▸ **AIM OF THE EXERCISE**
Reading through the lines below, count those that include the string "Result"; the answer is that number and nothing else.

▸ **DATA EXTRACT**
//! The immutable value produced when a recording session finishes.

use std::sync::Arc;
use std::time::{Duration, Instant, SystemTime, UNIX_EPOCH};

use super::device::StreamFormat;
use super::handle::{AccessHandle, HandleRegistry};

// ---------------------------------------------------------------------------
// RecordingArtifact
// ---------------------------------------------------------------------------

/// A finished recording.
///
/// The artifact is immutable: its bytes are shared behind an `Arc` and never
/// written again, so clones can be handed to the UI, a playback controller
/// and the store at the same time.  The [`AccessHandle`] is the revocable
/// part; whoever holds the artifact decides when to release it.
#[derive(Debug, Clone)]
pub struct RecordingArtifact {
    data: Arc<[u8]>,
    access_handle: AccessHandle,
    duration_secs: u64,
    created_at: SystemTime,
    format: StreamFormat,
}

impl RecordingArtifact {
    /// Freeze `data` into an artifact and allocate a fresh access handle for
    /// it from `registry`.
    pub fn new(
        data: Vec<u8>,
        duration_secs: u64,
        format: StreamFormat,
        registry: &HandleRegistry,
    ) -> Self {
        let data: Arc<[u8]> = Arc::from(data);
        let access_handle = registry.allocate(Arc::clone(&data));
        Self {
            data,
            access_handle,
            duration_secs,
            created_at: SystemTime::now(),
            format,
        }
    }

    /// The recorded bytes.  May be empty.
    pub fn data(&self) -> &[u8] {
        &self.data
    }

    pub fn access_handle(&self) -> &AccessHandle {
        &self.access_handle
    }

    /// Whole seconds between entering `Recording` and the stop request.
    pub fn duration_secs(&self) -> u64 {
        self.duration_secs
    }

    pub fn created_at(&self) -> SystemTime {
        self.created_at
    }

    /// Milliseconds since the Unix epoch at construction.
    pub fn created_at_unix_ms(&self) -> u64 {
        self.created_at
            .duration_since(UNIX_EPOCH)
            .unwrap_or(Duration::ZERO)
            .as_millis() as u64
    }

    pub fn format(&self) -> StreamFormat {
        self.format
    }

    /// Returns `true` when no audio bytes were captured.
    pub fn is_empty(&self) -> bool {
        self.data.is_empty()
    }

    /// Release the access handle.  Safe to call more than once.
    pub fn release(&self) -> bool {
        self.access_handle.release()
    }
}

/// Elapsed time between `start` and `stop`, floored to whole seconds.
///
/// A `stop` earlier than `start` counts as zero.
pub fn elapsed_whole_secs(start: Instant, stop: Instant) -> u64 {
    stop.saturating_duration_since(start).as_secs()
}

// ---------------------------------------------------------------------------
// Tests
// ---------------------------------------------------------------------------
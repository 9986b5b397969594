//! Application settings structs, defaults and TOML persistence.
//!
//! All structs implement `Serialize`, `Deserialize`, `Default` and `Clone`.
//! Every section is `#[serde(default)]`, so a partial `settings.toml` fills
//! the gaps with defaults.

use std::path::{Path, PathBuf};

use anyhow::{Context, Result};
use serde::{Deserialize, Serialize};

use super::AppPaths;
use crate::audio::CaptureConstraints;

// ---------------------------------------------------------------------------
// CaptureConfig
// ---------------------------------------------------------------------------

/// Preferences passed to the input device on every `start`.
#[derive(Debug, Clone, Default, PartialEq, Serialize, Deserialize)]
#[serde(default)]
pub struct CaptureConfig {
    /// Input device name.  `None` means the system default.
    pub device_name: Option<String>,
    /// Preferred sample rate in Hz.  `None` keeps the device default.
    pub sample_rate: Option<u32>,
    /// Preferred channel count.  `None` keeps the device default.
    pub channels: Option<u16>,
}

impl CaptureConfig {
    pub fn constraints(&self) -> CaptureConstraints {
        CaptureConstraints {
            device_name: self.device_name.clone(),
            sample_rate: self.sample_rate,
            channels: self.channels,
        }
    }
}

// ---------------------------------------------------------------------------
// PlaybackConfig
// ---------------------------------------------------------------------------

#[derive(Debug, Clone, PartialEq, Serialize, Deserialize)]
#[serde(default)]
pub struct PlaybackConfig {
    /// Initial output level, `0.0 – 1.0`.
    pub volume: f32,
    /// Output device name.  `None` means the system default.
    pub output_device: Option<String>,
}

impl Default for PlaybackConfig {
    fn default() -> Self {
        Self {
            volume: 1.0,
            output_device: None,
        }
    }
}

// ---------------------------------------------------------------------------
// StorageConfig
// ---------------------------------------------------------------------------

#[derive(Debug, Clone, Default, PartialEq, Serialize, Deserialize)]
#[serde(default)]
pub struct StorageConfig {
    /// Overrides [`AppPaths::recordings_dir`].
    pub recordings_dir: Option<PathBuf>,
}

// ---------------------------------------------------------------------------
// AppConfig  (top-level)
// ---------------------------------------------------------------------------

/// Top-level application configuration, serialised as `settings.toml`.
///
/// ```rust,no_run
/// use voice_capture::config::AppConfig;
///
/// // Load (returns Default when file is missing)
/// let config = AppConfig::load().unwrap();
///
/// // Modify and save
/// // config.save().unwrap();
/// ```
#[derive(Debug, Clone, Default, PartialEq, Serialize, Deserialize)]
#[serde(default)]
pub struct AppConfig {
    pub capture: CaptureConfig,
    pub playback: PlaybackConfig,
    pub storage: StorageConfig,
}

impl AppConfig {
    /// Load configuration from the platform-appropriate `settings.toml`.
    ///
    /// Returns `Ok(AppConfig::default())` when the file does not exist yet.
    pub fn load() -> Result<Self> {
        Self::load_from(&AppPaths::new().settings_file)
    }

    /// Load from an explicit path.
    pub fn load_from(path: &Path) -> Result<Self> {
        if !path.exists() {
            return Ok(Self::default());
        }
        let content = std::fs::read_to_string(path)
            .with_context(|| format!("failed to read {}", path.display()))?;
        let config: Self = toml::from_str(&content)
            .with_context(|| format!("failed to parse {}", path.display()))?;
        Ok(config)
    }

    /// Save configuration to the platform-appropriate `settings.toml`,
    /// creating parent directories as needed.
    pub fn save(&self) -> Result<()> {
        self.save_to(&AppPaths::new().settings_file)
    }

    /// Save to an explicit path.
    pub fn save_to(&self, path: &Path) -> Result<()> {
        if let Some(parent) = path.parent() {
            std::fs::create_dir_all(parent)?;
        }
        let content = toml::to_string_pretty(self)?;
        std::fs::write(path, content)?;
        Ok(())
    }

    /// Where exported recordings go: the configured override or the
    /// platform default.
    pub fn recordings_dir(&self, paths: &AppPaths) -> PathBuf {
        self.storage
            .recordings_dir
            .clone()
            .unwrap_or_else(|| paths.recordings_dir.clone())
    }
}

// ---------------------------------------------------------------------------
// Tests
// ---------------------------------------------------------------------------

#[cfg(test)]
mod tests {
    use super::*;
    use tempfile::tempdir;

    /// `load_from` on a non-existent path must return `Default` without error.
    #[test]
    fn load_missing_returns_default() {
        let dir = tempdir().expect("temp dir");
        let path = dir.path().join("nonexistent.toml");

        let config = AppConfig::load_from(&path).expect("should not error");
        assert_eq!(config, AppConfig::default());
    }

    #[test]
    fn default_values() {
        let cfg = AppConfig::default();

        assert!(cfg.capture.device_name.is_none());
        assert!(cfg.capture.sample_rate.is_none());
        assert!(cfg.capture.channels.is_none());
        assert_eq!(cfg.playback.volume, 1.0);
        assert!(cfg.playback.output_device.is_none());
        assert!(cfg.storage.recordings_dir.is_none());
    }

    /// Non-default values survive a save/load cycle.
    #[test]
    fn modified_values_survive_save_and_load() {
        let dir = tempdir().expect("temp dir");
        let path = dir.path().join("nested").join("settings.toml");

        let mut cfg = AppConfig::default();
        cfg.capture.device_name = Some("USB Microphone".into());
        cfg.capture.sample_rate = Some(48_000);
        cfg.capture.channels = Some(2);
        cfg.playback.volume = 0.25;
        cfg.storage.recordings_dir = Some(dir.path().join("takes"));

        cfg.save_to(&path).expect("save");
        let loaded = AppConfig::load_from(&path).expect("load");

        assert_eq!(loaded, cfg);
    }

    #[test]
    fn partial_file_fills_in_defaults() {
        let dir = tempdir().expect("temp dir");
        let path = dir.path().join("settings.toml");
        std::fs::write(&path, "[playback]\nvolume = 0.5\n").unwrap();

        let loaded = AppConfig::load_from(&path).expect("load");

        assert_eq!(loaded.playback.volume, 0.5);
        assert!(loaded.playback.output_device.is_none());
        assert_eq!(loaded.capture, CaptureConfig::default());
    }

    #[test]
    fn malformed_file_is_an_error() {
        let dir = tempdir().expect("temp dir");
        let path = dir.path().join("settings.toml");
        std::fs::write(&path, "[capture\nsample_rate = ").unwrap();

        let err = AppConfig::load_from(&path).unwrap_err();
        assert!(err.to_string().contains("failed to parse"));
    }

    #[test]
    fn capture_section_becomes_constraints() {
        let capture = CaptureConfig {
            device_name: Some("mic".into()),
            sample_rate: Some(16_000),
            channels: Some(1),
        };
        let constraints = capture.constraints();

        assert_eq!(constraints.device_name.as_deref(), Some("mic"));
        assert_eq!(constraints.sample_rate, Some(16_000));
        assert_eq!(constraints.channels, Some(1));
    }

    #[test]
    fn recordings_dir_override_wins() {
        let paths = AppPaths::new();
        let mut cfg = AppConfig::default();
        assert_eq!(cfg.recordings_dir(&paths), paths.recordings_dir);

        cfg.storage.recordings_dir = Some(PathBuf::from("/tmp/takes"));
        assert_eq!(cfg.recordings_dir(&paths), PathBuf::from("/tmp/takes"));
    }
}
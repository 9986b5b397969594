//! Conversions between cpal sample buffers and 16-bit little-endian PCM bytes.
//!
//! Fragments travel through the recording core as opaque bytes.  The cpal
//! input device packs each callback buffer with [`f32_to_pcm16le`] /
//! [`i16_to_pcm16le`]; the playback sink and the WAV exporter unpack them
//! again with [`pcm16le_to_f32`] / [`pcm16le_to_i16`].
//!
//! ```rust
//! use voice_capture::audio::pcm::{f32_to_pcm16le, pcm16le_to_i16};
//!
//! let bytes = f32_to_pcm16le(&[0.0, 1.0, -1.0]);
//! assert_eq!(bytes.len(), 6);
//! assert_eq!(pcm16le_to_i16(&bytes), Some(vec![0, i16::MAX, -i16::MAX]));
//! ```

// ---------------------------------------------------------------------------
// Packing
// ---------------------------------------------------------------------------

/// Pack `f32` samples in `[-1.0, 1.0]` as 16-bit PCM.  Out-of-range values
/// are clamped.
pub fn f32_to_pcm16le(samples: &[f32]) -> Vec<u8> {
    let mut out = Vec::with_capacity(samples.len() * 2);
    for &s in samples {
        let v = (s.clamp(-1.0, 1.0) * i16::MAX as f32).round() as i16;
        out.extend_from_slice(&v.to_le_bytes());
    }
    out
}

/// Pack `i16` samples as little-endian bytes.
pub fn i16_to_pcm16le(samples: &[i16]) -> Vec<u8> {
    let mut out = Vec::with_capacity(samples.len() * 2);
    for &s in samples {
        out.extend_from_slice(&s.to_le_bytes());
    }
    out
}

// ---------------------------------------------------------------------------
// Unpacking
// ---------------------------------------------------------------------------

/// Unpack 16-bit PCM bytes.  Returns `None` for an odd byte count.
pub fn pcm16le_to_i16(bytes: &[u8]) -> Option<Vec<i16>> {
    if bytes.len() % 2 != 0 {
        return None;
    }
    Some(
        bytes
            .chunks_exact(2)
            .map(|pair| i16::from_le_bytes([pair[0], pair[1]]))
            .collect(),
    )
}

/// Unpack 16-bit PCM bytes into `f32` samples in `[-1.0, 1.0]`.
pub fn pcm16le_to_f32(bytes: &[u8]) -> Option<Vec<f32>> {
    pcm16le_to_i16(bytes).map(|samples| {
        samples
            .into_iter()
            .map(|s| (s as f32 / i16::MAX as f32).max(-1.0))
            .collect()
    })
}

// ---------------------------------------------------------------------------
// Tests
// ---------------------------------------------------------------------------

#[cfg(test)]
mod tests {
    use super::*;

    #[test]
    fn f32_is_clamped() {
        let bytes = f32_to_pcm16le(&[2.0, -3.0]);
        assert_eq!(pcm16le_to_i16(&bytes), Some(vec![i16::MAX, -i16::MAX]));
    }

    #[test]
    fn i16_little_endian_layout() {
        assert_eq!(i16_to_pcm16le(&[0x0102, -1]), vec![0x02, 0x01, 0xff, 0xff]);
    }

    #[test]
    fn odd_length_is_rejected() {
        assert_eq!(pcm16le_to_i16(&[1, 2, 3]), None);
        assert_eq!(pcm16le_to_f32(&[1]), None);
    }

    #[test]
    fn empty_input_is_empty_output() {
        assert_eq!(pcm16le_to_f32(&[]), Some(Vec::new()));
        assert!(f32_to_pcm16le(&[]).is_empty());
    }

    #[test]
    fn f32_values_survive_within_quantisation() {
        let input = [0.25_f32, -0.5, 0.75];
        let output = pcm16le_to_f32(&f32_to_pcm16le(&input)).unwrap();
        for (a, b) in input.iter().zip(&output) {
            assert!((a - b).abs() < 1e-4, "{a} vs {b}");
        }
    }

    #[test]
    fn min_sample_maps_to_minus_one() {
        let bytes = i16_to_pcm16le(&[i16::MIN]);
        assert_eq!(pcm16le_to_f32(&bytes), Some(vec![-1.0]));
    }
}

▸ **SOLUTION TO THIS EXERCISE**
5